** Exercise aim **
Copy out all the lines in the records that include the word "types".

** Data extract **
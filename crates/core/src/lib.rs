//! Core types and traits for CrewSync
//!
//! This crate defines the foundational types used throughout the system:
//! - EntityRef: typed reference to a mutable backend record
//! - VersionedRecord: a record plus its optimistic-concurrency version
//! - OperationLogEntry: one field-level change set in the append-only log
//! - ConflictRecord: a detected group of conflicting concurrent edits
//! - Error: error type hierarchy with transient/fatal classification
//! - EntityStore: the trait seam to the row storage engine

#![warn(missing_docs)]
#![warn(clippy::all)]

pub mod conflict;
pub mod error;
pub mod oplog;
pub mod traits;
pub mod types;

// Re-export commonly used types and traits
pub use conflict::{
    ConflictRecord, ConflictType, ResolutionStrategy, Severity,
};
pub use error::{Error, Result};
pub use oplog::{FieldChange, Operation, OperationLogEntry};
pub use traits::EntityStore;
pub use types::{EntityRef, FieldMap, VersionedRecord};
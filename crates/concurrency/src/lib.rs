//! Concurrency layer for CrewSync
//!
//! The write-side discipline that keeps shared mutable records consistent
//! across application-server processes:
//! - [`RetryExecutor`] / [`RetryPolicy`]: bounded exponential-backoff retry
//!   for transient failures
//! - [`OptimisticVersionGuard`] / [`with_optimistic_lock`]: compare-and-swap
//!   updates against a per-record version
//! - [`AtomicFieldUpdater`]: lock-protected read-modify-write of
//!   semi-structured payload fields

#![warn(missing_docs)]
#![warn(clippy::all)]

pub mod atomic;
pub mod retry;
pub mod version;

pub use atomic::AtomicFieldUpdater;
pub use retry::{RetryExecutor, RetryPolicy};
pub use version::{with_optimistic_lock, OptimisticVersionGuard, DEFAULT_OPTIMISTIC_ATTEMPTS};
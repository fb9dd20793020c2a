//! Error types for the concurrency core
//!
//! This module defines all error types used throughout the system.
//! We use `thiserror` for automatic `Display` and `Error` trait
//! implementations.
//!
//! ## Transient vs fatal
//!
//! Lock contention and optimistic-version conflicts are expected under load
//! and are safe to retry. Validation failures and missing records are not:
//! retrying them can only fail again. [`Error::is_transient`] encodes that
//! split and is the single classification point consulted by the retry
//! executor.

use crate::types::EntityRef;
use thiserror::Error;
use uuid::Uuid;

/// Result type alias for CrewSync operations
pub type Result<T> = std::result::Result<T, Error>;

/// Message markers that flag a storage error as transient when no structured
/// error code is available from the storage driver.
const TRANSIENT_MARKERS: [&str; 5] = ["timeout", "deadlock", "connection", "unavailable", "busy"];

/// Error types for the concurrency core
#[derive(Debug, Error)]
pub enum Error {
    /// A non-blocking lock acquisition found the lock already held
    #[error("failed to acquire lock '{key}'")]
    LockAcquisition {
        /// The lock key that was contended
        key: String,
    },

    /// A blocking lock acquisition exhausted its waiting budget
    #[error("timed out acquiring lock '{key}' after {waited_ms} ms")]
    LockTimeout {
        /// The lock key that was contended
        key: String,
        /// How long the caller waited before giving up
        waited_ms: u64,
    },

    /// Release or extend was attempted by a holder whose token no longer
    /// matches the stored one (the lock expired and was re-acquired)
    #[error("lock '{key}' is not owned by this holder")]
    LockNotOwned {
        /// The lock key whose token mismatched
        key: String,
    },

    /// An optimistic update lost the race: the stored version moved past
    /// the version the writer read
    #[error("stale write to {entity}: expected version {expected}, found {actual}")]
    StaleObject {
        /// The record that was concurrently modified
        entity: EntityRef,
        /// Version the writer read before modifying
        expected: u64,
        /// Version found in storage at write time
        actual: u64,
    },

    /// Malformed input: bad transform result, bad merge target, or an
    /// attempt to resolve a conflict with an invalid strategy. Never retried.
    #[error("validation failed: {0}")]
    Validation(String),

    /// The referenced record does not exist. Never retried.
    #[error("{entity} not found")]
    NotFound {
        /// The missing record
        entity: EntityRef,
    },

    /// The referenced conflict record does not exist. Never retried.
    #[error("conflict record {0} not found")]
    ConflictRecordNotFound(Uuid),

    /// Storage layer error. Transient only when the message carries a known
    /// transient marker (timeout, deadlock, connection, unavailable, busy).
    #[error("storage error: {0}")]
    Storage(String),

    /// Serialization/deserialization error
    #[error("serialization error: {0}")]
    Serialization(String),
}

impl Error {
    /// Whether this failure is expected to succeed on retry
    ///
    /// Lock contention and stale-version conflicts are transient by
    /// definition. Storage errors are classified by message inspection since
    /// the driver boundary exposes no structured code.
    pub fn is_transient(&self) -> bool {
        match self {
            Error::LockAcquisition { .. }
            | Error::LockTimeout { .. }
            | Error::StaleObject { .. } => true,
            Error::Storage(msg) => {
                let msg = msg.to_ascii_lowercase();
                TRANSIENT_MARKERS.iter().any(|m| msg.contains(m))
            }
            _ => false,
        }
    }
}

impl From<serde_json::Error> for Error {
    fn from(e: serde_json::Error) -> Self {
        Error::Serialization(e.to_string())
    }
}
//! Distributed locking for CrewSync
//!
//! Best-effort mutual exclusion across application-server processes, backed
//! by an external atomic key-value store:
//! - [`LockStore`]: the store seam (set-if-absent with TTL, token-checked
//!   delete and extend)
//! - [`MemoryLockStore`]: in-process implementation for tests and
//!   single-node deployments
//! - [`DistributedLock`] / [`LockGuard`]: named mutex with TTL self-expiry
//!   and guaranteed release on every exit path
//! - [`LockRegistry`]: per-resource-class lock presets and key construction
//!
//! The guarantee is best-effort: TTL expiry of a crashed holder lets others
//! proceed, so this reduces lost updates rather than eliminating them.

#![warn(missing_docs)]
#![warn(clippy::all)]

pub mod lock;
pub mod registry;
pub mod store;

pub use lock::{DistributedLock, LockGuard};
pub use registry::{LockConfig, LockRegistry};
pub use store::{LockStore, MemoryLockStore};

** Task solution **
//! Core types and traits for CrewSync
//! This crate defines the foundational types used throughout the system:
pub mod types;
// Re-export commonly used types and traits
pub use types::{EntityRef, FieldMap, VersionedRecord};
//! Error types for the concurrency core
//! This module defines all error types used throughout the system.
use crate::types::EntityRef;
/// Error types for the concurrency core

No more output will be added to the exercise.